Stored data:
.....
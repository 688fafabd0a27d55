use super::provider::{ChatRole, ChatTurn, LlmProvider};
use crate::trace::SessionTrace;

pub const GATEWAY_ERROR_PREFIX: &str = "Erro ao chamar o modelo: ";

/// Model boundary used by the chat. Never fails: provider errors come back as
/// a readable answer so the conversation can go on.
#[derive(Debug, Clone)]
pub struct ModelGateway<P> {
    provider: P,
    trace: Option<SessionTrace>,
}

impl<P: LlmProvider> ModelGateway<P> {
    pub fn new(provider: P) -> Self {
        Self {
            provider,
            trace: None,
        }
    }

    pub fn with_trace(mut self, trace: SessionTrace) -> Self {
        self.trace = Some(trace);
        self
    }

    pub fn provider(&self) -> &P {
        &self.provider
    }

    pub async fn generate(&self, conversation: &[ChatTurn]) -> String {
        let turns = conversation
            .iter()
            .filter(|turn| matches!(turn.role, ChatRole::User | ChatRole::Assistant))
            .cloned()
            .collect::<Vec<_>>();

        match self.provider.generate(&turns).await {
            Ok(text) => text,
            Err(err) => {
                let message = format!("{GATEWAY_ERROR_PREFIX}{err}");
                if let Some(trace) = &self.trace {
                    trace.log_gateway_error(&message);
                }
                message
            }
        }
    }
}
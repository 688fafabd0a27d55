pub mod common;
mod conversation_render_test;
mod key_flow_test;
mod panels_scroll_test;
.....
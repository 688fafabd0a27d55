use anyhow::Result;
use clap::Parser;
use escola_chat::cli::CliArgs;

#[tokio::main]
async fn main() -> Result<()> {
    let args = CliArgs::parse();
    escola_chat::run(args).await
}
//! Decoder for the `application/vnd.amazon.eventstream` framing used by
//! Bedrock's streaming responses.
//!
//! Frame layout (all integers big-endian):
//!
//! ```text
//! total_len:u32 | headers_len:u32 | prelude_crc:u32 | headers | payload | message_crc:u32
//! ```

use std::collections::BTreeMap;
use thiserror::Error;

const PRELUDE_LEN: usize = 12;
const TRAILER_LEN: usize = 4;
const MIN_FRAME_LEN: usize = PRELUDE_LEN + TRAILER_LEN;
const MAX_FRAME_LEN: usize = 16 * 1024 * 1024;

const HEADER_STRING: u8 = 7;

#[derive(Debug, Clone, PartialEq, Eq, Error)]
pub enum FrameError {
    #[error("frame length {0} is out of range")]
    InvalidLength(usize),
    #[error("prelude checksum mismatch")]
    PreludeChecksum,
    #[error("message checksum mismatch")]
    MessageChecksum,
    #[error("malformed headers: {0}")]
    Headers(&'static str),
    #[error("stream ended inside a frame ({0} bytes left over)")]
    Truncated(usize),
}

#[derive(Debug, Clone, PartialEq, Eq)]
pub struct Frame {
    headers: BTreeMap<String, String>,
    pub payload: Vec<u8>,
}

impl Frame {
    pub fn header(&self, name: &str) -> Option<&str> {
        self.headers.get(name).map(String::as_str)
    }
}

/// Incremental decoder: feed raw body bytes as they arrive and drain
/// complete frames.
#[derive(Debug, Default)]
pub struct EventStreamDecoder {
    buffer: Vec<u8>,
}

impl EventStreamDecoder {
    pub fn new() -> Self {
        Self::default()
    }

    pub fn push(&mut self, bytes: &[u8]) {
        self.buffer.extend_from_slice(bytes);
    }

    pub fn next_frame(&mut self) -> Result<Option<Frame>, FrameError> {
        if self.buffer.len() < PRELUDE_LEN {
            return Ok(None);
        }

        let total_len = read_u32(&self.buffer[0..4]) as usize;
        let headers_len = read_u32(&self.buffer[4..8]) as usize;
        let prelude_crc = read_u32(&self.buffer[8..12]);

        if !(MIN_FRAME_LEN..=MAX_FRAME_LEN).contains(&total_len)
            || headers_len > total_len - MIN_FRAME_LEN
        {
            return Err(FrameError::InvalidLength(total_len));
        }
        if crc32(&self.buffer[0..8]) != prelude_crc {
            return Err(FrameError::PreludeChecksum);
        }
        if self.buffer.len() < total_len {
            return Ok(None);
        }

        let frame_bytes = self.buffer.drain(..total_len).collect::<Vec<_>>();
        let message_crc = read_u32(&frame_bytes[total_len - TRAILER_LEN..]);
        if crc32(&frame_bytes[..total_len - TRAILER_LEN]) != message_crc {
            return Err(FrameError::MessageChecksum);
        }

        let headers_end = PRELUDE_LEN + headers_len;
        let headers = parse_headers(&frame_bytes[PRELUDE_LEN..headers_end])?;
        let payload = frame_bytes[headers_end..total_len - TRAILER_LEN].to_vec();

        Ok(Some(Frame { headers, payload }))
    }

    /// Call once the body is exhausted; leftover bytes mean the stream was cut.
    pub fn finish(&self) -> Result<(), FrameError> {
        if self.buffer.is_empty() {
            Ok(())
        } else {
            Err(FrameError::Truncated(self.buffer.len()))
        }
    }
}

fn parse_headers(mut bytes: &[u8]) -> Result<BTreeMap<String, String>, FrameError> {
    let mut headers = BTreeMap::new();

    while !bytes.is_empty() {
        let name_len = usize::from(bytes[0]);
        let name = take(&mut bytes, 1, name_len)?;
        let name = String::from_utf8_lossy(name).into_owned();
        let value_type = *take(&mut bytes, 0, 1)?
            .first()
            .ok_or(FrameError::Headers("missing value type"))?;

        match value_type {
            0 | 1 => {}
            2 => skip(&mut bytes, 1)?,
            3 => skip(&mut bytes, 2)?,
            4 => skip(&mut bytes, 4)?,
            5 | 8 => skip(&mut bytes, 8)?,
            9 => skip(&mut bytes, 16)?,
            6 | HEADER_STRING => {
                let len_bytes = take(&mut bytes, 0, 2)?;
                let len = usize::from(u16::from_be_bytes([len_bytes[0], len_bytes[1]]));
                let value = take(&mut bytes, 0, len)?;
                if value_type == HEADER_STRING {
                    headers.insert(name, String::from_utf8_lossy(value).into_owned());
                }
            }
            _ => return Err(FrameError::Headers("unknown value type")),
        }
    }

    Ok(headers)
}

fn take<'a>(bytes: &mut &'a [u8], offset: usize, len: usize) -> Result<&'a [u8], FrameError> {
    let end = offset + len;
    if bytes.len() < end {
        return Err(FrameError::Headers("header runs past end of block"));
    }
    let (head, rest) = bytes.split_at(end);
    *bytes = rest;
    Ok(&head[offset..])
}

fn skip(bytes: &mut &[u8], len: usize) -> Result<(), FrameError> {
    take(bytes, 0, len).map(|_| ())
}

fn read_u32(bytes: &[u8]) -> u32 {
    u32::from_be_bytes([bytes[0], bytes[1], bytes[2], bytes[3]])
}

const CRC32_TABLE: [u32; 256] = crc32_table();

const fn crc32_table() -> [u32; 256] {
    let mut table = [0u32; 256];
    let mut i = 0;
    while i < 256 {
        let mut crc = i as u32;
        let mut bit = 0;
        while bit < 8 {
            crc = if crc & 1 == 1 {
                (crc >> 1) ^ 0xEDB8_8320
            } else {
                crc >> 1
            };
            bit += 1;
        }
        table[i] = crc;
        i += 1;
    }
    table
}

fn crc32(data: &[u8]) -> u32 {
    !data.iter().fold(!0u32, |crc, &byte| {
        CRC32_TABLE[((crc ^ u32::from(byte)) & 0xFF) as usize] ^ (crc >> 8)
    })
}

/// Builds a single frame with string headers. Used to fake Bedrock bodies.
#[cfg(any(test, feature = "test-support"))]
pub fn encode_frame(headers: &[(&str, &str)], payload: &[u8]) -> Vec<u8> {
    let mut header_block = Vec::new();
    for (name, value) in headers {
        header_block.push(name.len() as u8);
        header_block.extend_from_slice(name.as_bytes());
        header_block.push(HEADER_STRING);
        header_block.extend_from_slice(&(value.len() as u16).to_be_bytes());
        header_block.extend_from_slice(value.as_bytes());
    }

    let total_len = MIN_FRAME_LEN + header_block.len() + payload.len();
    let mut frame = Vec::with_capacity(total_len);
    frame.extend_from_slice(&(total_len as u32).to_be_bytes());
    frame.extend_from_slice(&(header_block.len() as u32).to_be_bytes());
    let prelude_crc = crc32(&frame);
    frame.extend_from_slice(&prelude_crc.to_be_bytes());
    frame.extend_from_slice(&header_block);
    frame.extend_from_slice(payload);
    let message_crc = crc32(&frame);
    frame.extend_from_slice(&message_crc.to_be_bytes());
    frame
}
.....
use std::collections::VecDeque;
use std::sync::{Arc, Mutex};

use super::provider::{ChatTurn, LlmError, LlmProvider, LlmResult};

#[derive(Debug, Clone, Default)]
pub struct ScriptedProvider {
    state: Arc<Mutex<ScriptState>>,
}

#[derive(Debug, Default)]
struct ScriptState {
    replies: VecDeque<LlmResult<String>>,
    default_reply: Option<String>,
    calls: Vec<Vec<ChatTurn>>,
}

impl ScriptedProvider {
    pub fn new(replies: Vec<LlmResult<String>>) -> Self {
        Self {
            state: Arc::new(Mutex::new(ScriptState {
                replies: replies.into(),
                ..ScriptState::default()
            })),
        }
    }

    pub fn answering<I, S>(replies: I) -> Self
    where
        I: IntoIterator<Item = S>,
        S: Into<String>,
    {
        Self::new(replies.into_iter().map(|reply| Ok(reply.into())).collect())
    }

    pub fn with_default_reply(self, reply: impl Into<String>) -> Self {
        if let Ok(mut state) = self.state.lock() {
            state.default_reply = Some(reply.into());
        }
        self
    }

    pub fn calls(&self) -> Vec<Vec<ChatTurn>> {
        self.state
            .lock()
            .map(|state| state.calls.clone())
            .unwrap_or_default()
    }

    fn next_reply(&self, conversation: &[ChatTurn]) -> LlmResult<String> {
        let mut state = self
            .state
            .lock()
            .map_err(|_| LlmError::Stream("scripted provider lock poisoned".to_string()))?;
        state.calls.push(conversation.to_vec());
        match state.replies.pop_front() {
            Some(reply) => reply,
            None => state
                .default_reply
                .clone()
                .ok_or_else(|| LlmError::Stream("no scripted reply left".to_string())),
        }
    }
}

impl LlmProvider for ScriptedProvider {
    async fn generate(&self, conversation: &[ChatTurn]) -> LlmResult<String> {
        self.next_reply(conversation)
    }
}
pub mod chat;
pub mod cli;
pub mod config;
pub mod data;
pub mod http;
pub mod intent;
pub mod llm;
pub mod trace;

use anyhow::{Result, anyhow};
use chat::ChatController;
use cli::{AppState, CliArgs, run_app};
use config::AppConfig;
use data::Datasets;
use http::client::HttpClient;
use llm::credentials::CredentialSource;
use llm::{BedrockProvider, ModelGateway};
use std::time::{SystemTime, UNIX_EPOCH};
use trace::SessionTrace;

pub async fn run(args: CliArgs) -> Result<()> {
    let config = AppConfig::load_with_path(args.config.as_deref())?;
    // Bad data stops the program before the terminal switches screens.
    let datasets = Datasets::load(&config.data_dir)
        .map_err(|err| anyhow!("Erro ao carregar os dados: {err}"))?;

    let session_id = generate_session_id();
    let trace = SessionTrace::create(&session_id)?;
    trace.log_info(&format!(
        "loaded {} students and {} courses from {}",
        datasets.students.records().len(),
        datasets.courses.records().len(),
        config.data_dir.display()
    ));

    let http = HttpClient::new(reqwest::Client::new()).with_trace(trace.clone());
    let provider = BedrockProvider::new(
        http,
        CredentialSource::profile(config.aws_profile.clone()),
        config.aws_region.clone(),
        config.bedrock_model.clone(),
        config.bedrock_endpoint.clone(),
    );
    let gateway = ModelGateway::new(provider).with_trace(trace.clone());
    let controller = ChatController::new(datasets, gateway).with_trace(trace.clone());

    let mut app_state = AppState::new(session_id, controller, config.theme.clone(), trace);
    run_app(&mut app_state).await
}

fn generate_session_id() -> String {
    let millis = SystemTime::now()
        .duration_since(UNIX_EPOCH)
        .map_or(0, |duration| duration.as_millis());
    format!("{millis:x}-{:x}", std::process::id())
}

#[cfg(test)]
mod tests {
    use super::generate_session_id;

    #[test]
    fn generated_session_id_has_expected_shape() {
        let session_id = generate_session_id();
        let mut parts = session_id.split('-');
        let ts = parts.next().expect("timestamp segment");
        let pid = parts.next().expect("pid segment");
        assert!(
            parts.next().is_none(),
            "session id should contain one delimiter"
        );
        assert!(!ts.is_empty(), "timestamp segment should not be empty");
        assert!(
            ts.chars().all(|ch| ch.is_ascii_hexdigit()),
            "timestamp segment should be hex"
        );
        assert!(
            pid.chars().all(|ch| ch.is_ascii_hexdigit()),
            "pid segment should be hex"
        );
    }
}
.....
__WHAT THIS TASK INVOLVES__.
Determine how many lines above contain "HttpClient" and respond with that number only.

__RESULT BELOW__.
2